Surely, the professional sports involve certain health risks, and some activities that an athlete gets into might contribute to sexual impotence. It is not only physical injuries that may cause an instant damage and sabotage sexual vigor, but also a number of other factors which may gradually harm the health as the years go by.

How Can Sports Compromise Sexual Function? A Few Examples

Bodybuilding is the first example to come to mind when speaking about professional sports and sexual impotence as its undesired consequence.
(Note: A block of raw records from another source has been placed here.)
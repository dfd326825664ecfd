//! Structural comparison of building layouts.

use std::collections::{HashMap, HashSet};
use std::fmt;

use serde::Deserialize;
use sha2::{Digest, Sha256};

use super::types::SettlementBuilding;

/// How a coordinate absent from the fresh payload is compared.
#[derive(Debug, Clone, Copy, Default, Deserialize, PartialEq, Eq)]
#[serde(rename_all = "lowercase")]
pub enum MissingFieldPolicy {
  /// Keep the cached value; absence alone is not a change
  #[default]
  Ignore,
  /// Absence of a value that was cached counts as a modification
  Changed,
}

/// Added, removed and modified building counts between two layouts.
#[derive(Debug, Clone, Copy, Default, PartialEq, Eq)]
pub struct LayoutDiff {
  pub added: usize,
  pub removed: usize,
  pub modified: usize,
}

impl LayoutDiff {
  pub fn is_empty(&self) -> bool {
    self.added == 0 && self.removed == 0 && self.modified == 0
  }
}

impl fmt::Display for LayoutDiff {
  fn fmt(&self, f: &mut fmt::Formatter<'_>) -> fmt::Result {
    if self.is_empty() {
      return write!(f, "no changes");
    }

    let parts: Vec<String> = [
      (self.added, "added"),
      (self.removed, "removed"),
      (self.modified, "modified"),
    ]
    .into_iter()
    .filter(|(count, _)| *count > 0)
    .map(|(count, label)| format!("{} {}", count, label))
    .collect();

    write!(f, "{}", parts.join(", "))
  }
}

fn coordinate_differs(cached: Option<f64>, fresh: Option<f64>, policy: MissingFieldPolicy) -> bool {
  match (cached, fresh) {
    (Some(old), Some(new)) => old != new,
    (None, None) => false,
    (None, Some(_)) => true,
    (Some(_), None) => policy == MissingFieldPolicy::Changed,
  }
}

/// True if any of the fields that affect the rendered layout differ.
pub fn building_differs(
  cached: &SettlementBuilding,
  fresh: &SettlementBuilding,
  policy: MissingFieldPolicy,
) -> bool {
  coordinate_differs(cached.x, fresh.x, policy)
    || coordinate_differs(cached.y, fresh.y, policy)
    || coordinate_differs(cached.z, fresh.z, policy)
    || cached.is_active != fresh.is_active
    || cached.is_damaged != fresh.is_damaged
    || cached.is_destroyed != fresh.is_destroyed
    || cached.name != fresh.name
}

/// Compare two layouts by building id.
pub fn diff_layouts(
  cached: &[SettlementBuilding],
  fresh: &[SettlementBuilding],
  policy: MissingFieldPolicy,
) -> LayoutDiff {
  let cached_by_id: HashMap<i64, &SettlementBuilding> =
    cached.iter().map(|b| (b.building_id, b)).collect();
  let fresh_ids: HashSet<i64> = fresh.iter().map(|b| b.building_id).collect();

  let mut diff = LayoutDiff {
    removed: cached_by_id
      .keys()
      .filter(|id| !fresh_ids.contains(id))
      .count(),
    ..LayoutDiff::default()
  };

  for building in fresh {
    match cached_by_id.get(&building.building_id) {
      None => diff.added += 1,
      Some(old) if building_differs(old, building, policy) => diff.modified += 1,
      Some(_) => {}
    }
  }

  diff
}

/// Collapse buildings sharing an id, keeping the last one at the position of
/// the first. The store keys rows by building id, so this is the layout it
/// ends up holding.
pub fn dedupe_by_id(buildings: Vec<SettlementBuilding>) -> Vec<SettlementBuilding> {
  let mut index: HashMap<i64, usize> = HashMap::with_capacity(buildings.len());
  let mut unique: Vec<SettlementBuilding> = Vec::with_capacity(buildings.len());

  for building in buildings {
    match index.get(&building.building_id) {
      Some(&at) => unique[at] = building,
      None => {
        index.insert(building.building_id, unique.len());
        unique.push(building);
      }
    }
  }
  unique
}

/// Fill coordinates missing from `fresh` with the cached values.
///
/// Applied before persisting under [`MissingFieldPolicy::Ignore`] so a
/// partial payload never erases a known position.
pub fn fill_missing(cached: &[SettlementBuilding], fresh: &mut [SettlementBuilding]) {
  let cached_by_id: HashMap<i64, &SettlementBuilding> =
    cached.iter().map(|b| (b.building_id, b)).collect();

  for building in fresh.iter_mut() {
    if let Some(old) = cached_by_id.get(&building.building_id) {
      building.x = building.x.or(old.x);
      building.y = building.y.or(old.y);
      building.z = building.z.or(old.z);
    }
  }
}

/// Stable fingerprint of a layout's key fields, independent of order.
pub fn layout_fingerprint(buildings: &[SettlementBuilding]) -> String {
  let mut sorted: Vec<&SettlementBuilding> = buildings.iter().collect();
  sorted.sort_by_key(|b| b.building_id);

  let mut hasher = Sha256::new();
  for b in sorted {
    let line = format!(
      "{}|{}|{:?}|{:?}|{:?}|{}|{}|{}\n",
      b.building_id, b.name, b.x, b.y, b.z, b.is_active, b.is_damaged, b.is_destroyed
    );
    hasher.update(line.as_bytes());
  }
  hex::encode(hasher.finalize())
}

#[cfg(test)]
pub(crate) mod tests {
  use super::*;

  pub(crate) fn building(id: i64, x: f64, y: f64, active: bool) -> SettlementBuilding {
    SettlementBuilding {
      settlement_building_id: None,
      building_id: id,
      settlement_id: 21,
      name: format!("Building {}", id),
      kind: "house".to_string(),
      x: Some(x),
      y: Some(y),
      z: Some(0.0),
      is_destroyed: false,
      is_damaged: false,
      is_active: active,
      prefab_path: None,
      prefab_name: None,
      health: None,
      level: None,
      workers: None,
    }
  }

  #[test]
  fn test_status_flip_is_a_modification() {
    let cached = vec![building(5, 10.0, 20.0, true)];
    let fresh = vec![building(5, 10.0, 20.0, false)];

    let diff = diff_layouts(&cached, &fresh, MissingFieldPolicy::Ignore);
    assert_eq!(
      diff,
      LayoutDiff {
        added: 0,
        removed: 0,
        modified: 1
      }
    );
    assert_eq!(diff.to_string(), "1 modified");
  }

  #[test]
  fn test_added_and_removed_counts() {
    let cached = vec![building(1, 0.0, 0.0, true), building(2, 0.0, 0.0, true)];
    let fresh = vec![
      building(2, 0.0, 0.0, true),
      building(3, 1.0, 1.0, true),
      building(4, 2.0, 2.0, true),
    ];

    let diff = diff_layouts(&cached, &fresh, MissingFieldPolicy::Ignore);
    assert_eq!(diff.added, 2);
    assert_eq!(diff.removed, 1);
    assert_eq!(diff.modified, 0);
    assert_eq!(diff.to_string(), "2 added, 1 removed");
  }

  #[test]
  fn test_identical_layouts_in_any_order() {
    let a = vec![building(1, 0.0, 0.0, true), building(2, 5.0, 5.0, false)];
    let b = vec![a[1].clone(), a[0].clone()];

    assert!(diff_layouts(&a, &b, MissingFieldPolicy::Changed).is_empty());
    assert_eq!(layout_fingerprint(&a), layout_fingerprint(&b));
  }

  #[test]
  fn test_non_layout_fields_are_not_compared() {
    let cached = vec![building(1, 0.0, 0.0, true)];
    let mut fresh = cached.clone();
    fresh[0].workers = Some(12);
    fresh[0].health = Some(80.0);

    assert!(diff_layouts(&cached, &fresh, MissingFieldPolicy::Changed).is_empty());
  }

  #[test]
  fn test_missing_coordinate_policy() {
    let cached = vec![building(1, 3.0, 4.0, true)];
    let mut fresh = cached.clone();
    fresh[0].y = None;

    assert!(diff_layouts(&cached, &fresh, MissingFieldPolicy::Ignore).is_empty());
    assert_eq!(
      diff_layouts(&cached, &fresh, MissingFieldPolicy::Changed).modified,
      1
    );

    fill_missing(&cached, &mut fresh);
    assert_eq!(fresh[0].y, Some(4.0));
  }

  #[test]
  fn test_gaining_a_coordinate_is_a_change() {
    let mut cached = vec![building(1, 3.0, 4.0, true)];
    cached[0].z = None;
    let fresh = vec![building(1, 3.0, 4.0, true)];

    assert_eq!(
      diff_layouts(&cached, &fresh, MissingFieldPolicy::Ignore).modified,
      1
    );
  }

  #[test]
  fn test_dedupe_keeps_last_copy_in_first_position() {
    let fresh = vec![
      building(5, 1.0, 1.0, true),
      building(6, 0.0, 0.0, true),
      building(5, 2.0, 2.0, true),
    ];

    assert_eq!(
      dedupe_by_id(fresh),
      vec![building(5, 2.0, 2.0, true), building(6, 0.0, 0.0, true)]
    );
  }

  #[test]
  fn test_fingerprint_tracks_key_fields() {
    let a = vec![building(1, 0.0, 0.0, true)];
    let b = vec![building(1, 0.0, 0.0, false)];
    assert_ne!(layout_fingerprint(&a), layout_fingerprint(&b));
    assert_eq!(layout_fingerprint(&a).len(), 64);
  }
}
In a broad manner, bodybuilding itself is not the reason for erectile dysfunction, because such a sport does require regular workouts, healthy eating, and quitting bad habits. However, we are used to thinking that bodybuilders are one and all impotent. How comes it? The matter is that many professional bodybuilders (and powerlifters alike) take special substances like androgenic drugs to obtain lean muscle mass and ditch subcutaneous fat layer. When overused or used improperly, hormonal supplements can trigger a hormonal imbalance in the body, which, in its turn, may lead to potency problems.

Honestly speaking, testosterone is a very tricky hormone. Many men, devoting themselves to top-class sports, take so-called testosterone boosters to enjoy higher professional achievements. As long as an athlete continues to use such supplements, they can perform at their best in the playfield (as well as become a beast in the bed). At the same time, the endocrine system will try to deal with an excess concentration of testosterone and tend to decrease the natural release of this hormone in the body. When a sportsman decides to stop taking a testosterone booster, his own organism will continue to produce less testosterone because it has already adapted to this. And this may take quite a long while to teach the body to produce sufficient testosterone again. During these periods, an athlete may experience all symptoms of erectile dysfunction: a difficulty with gaining and sustaining a full erection, low sexual desire, and premature ejaculation.

Another example revolves around pro-athletes on the whole. Often, the mind and body of a professional sportsman are exposed to severe stresses and emotional pressures. You know, one of the origins of erectile dysfunction is psychological, and stress is one of the most frequent psychological factors to blame. How is it possible that stress can hamper a sound erection? The truth is that stress inhibits testosterone in the male body. Cortisol (stress hormone) and testosterone (masculinity hormone) work against each other. Cortisol reduces the testosterone levels, evoking many unpleasant events (such as low libido, depression, fatigue) including flaccid erections.

Competitive sports (especially contact ones) are highly dangerous for a man’s sexual power. Impossible without physical traumas, contact sports bear more risk than any other. Groins, pelvic and lower abdominal zones are especially vulnerable, because injuries to them are fraught with serious erectile complications.

Can Viagra Help Athletes?

So, professional athletes may develop erectile dysfunction, too, because of injuries or the misuse of certain drugs, and the healthy lifestyle and well-balanced diet are not a guarantee against it. But can Viagra help athletes? Surely, it can, provided the man takes it for a personal use and does not have preexisting conditions, under which the use of Sildenafil Citrate (the wondrous component of Viagra) is contraindicated.

The performance-enhancing effect of Viagra is well-documented, but there are also suggestions that the drug can give sportsmen an edge over rivals in the sporting arena. Viagra can relax blood vessel walls, improving blood flow and, thus, allowing more oxygen to move to the cells, what eventually increases physical endurance.

Since not being included into WADA list of banned substances, Viagra can be safely taken by pro athletes, suffering from ED and conscious about their reputation (and career).

Still, an athlete should understand that the medication has several side-effects, and taking it just to boost professional performance without having an established medical need is not a good idea, says the consulting pharmacist, Dr. Mel Belraus.